Un estado de cosas el descripto, que se tornó más confuso y acentuado un siglo y medio después, ante la aberrante ferocidad de la reacción estatal frente al accionar de grupos ideológicos violentos, estructurados militarmente y cuyo objetivo manifiesto era convertir a la nuestra en una "patria socialista". Una reacción que provocó una contra-reacción, en la que cualquier intento de aplicar la ley podía llegar a convertirse en una violación de derechos humanos, ya que se partía de una perversa y a la vez ominosa confusión entre "autoridad" y autoritarismo".

De allí que en alguna ocasión, desde estas mismas columnas, se haya visto escribir acerca de un "estado frágil", consecuencia de que al mismo se lo ve debilitado en grado sumo en uno de sus elementos esenciales cual es el efectivo "monopolio de la ley".

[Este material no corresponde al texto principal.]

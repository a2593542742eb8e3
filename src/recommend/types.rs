//! Recommendation Data Types
//!
//! Defines the Data Transfer Objects (DTOs) returned by the recommendation
//! and detail endpoints.

use serde::{Deserialize, Serialize};

use crate::dataset::types::ScholarshipRecord;

/// Response body for `POST /predict`.
#[derive(Debug, Serialize, Deserialize)]
pub struct PredictResponse {
    pub recommendations: Vec<RecommendationItem>,
}

/// One ranked recommendation: the categorical fields the caller filtered on
/// plus the similarity score.
#[derive(Debug, Clone, Serialize, Deserialize)]
pub struct RecommendationItem {
    pub name: String,
    pub education_level: String,
    pub funding_type: String,
    pub continent: String,
    pub score: f32,
}

/// Full detail view returned by `GET /scholarship_details`.
#[derive(Debug, Serialize, Deserialize)]
pub struct ScholarshipDetails {
    pub name: String,
    pub education_level: String,
    pub funding_type: String,
    pub continent: String,
    pub country: String,
    pub deadline: String,
    pub description: String,
    pub link: String,
}

impl From<&ScholarshipRecord> for ScholarshipDetails {
    fn from(record: &ScholarshipRecord) -> Self {
        Self {
            name: record.name.clone(),
            education_level: record.education_level.clone(),
            funding_type: record.funding_type.clone(),
            continent: record.continent.clone(),
            country: record.country.clone(),
            deadline: record.deadline.clone(),
            description: record.description.clone(),
            link: record.link.clone(),
        }
    }
}
//! Database record models matching table schemas.
//!
//! Each struct here corresponds to a table row (deriving `sqlx::FromRow`) or
//! to the data a repository needs to insert/update one. Database models are
//! distinct from the API models in [`crate::api::models`] so storage and API
//! representations can evolve independently.
//!
//! - [`users`]: User accounts with verification/reset token fields
//! - [`videos`]: Uploaded video metadata
//! - [`reels`]: Reels, their delivery state, and the JSONB-embedded
//!   recipient collection

pub mod reels;
pub mod users;
pub mod videos;
//! Caller identity extraction.
//!
//! Authentication proper lives upstream: a trusted proxy terminates the
//! session and forwards the authenticated user's id in the
//! [`USER_ID_HEADER`] header. The [`CurrentUser`] extractor resolves that
//! header against the users table, so handlers receive a live user row and
//! requests with a missing or unknown id are rejected with 401 before any
//! handler logic runs.

use crate::{
    AppState,
    db::handlers::{Repository, Users},
    db::models::users::User,
    errors::Error,
};
use axum::{extract::FromRequestParts, http::request::Parts};

/// Header set by the fronting proxy with the authenticated user's id.
pub const USER_ID_HEADER: &str = "x-reeldrop-user";

/// The authenticated caller, resolved from the trusted proxy header.
#[derive(Debug, Clone)]
pub struct CurrentUser {
    pub user: User,
}

impl FromRequestParts<AppState> for CurrentUser {
    type Rejection = Error;

    async fn from_request_parts(parts: &mut Parts, state: &AppState) -> Result<Self, Self::Rejection> {
        let user_id = parts
            .headers
            .get(USER_ID_HEADER)
            .and_then(|value| value.to_str().ok())
            .filter(|value| !value.is_empty())
            .ok_or(Error::Unauthenticated { message: None })?
            .to_string();

        let mut conn = state.db.acquire().await.map_err(|e| Error::Database(e.into()))?;

        let user = Users::new(&mut conn).get_by_id(&user_id).await.map_err(|_| Error::Unauthenticated {
            message: Some("Unknown user".to_string()),
        })?;

        Ok(CurrentUser { user })
    }
}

Todo ello como consecuencia de una coyuntura en la que el dejarse estar estatal frente a las transgresiones, aparece como el mal menor ya que los costos que significarían la pretensión de aplicar la ley resultarían aún mayores que los provocados por su transgresión. De donde un estado débil se muestra como un estado temeroso y se desdibuja el límite que necesariamente debe existir entre aquello que significa prudencia, y el anárquico dejar hacer.

Es que hay que tener en cuenta que una ley a la que no se respeta, y ante su transgresión no se obliga a cumplirla, no es otra cosa que una más o menos prolija "hoja de papel".

Muestras de esa falta de respeto y deterioro cuando no ausencia de la autoridad pública, las tenemos a montones. Y van desde una evasión impositiva endémica, que lleva a que los que pagan sus tributos los vean transformados en asfixiantes, cuando no lisa y llanamente confiscatorios como consecuencia precisamente de esa evasión generalizada, hasta el aparente accionar inocente de padres que arriman botellas con bebidas alcohólicas a sus hijos que participan de festividades primaverales, en las que se ha prohibido su consumo.

Nuestra realidad inmediata nos ha impuesto un ejemplo emblemático en la materia, como consecuencia de la desafortunada muerte de Santiago Maldonado. Respecto a la que, como en el caso de tantas otras infortunadas muertes que suceden a diario, debe ser esclarecida en forma acabada y, de haber culpables, castigarlos.

Dicho lo cual nos referimos al comportamiento de grupos de mapuches, con respecto a las cuales debemos hacer un esfuerzo en considerarlos como hermanados, ya que da la impresión que ellos reniegan de cualquier vínculo con el resto de los argentinos.

Y como consecuencia de esa tragedia, hemos asistido a otra tragedia sobreañadida – no importa cuál sea la de dimensión mayor- ya que nos hemos enterado de la existencia de "territorios sagrados" y por ende inviolables, de jueces que interrogan a testigos encapuchados y de personal de seguridad al que se palpa de armas antes de poder seguir avanzando para cumplir sus deberes. Todo ello en procura de evitar males mayores, y en aras de buscar la verdad. Una expresión que muestra hasta qué punto la ley y la autoridad están quebradas y hechas pedazos y cuál es la primera terea a emprender.

O lo que es lo mismo: nadie duda que tenemos que cambiar. Pero, ¿realmente nos comprometemos a hacerlo? Esa es la pegunta del millón.